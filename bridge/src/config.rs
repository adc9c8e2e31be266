//! Bridge configuration.
//!
//! Scratch capacities default to the voice-call profile. Hosts that need
//! larger frames (e.g. 48kHz stereo music) raise them through the
//! environment or by deserializing a [`BridgeConfig`] from their own config.

use serde::Deserialize;

use crate::error::BridgeError;

/// Default encode scratch size in bytes.
pub const DEFAULT_MAX_PACKET_BYTES: usize = 1024;

/// Default decode scratch size in interleaved samples.
pub const DEFAULT_MAX_FRAME_SAMPLES: usize = 1024;

/// Environment variable overriding [`BridgeConfig::max_packet_bytes`].
pub const ENV_MAX_PACKET_BYTES: &str = "OPUSBRIDGE_MAX_PACKET_BYTES";

/// Environment variable overriding [`BridgeConfig::max_frame_samples`].
pub const ENV_MAX_FRAME_SAMPLES: &str = "OPUSBRIDGE_MAX_FRAME_SAMPLES";

/// Capacity limits applied to every encode/decode call.
#[derive(Debug, Clone, Copy, PartialEq, Eq, Deserialize)]
#[serde(default)]
pub struct BridgeConfig {
    /// Upper bound on one compressed packet.
    pub max_packet_bytes: usize,
    /// Upper bound on one decoded frame, counted across all channels.
    pub max_frame_samples: usize,
}

impl Default for BridgeConfig {
    fn default() -> Self {
        Self {
            max_packet_bytes: DEFAULT_MAX_PACKET_BYTES,
            max_frame_samples: DEFAULT_MAX_FRAME_SAMPLES,
        }
    }
}

impl BridgeConfig {
    /// Reads overrides from the process environment.
    pub fn from_env() -> Result<Self, BridgeError> {
        Self::from_lookup(|key| std::env::var(key).ok())
    }

    /// Reads overrides through `lookup`, falling back to defaults for unset keys.
    pub fn from_lookup<F>(lookup: F) -> Result<Self, BridgeError>
    where
        F: Fn(&str) -> Option<String>,
    {
        let mut config = Self::default();
        if let Some(v) = lookup(ENV_MAX_PACKET_BYTES) {
            config.max_packet_bytes = parse_capacity(ENV_MAX_PACKET_BYTES, &v)?;
        }
        if let Some(v) = lookup(ENV_MAX_FRAME_SAMPLES) {
            config.max_frame_samples = parse_capacity(ENV_MAX_FRAME_SAMPLES, &v)?;
        }
        config.validate()?;
        Ok(config)
    }

    pub fn with_max_packet_bytes(mut self, n: usize) -> Self {
        self.max_packet_bytes = n;
        self
    }

    pub fn with_max_frame_samples(mut self, n: usize) -> Self {
        self.max_frame_samples = n;
        self
    }

    /// Rejects zero capacities.
    pub fn validate(&self) -> Result<(), BridgeError> {
        if self.max_packet_bytes == 0 {
            return Err(BridgeError::InvalidConfig("max_packet_bytes must be positive".into()));
        }
        if self.max_frame_samples == 0 {
            return Err(BridgeError::InvalidConfig("max_frame_samples must be positive".into()));
        }
        Ok(())
    }
}

fn parse_capacity(key: &str, value: &str) -> Result<usize, BridgeError> {
    value
        .trim()
        .parse()
        .map_err(|e| BridgeError::InvalidConfig(format!("{key}={value:?}: {e}")))
}

#[cfg(test)]
mod tests {
    use super::*;
    use std::collections::HashMap;

    fn lookup_from(pairs: &[(&str, &str)]) -> impl Fn(&str) -> Option<String> {
        let map: HashMap<String, String> = pairs
            .iter()
            .map(|(k, v)| (k.to_string(), v.to_string()))
            .collect();
        move |key| map.get(key).cloned()
    }

    #[test]
    fn test_defaults() {
        let config = BridgeConfig::default();
        assert_eq!(config.max_packet_bytes, 1024);
        assert_eq!(config.max_frame_samples, 1024);
        assert!(config.validate().is_ok());
    }

    #[test]
    fn test_from_lookup_empty() {
        let config = BridgeConfig::from_lookup(lookup_from(&[])).unwrap();
        assert_eq!(config, BridgeConfig::default());
    }

    #[test]
    fn test_from_lookup_overrides() {
        let config = BridgeConfig::from_lookup(lookup_from(&[
            (ENV_MAX_PACKET_BYTES, "4000"),
            (ENV_MAX_FRAME_SAMPLES, " 11520 "),
        ]))
        .unwrap();
        assert_eq!(config.max_packet_bytes, 4000);
        assert_eq!(config.max_frame_samples, 11520);
    }

    #[test]
    fn test_from_lookup_rejects_garbage() {
        let err = BridgeConfig::from_lookup(lookup_from(&[(ENV_MAX_PACKET_BYTES, "lots")])).unwrap_err();
        assert!(matches!(err, BridgeError::InvalidConfig(msg) if msg.contains(ENV_MAX_PACKET_BYTES)));
    }

    #[test]
    fn test_from_lookup_rejects_zero() {
        let err = BridgeConfig::from_lookup(lookup_from(&[(ENV_MAX_FRAME_SAMPLES, "0")])).unwrap_err();
        assert!(matches!(err, BridgeError::InvalidConfig(_)));
    }

    #[test]
    fn test_deserialize_partial() {
        let config: BridgeConfig = serde_json::from_str(r#"{"max_packet_bytes": 4000}"#).unwrap();
        assert_eq!(config.max_packet_bytes, 4000);
        assert_eq!(config.max_frame_samples, DEFAULT_MAX_FRAME_SAMPLES);
    }

    #[test]
    fn test_builders() {
        let config = BridgeConfig::default()
            .with_max_packet_bytes(64)
            .with_max_frame_samples(5760);
        assert_eq!(config.max_packet_bytes, 64);
        assert_eq!(config.max_frame_samples, 5760);
    }
}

- **Problem description**
Out of the data above, set down the lines from the one with "repository adc9c8e2e31be266" to the one with "use serde::Deserialize;", both included, exactly as written and with no additions.

- **Answer for this exercise**
repository adc9c8e2e31be266
//! Bridge configuration.
//!
//! Scratch capacities default to the voice-call profile. Hosts that need
//! larger frames (e.g. 48kHz stereo music) raise them through the
//! environment or by deserializing a [`BridgeConfig`] from their own config.

use serde::Deserialize;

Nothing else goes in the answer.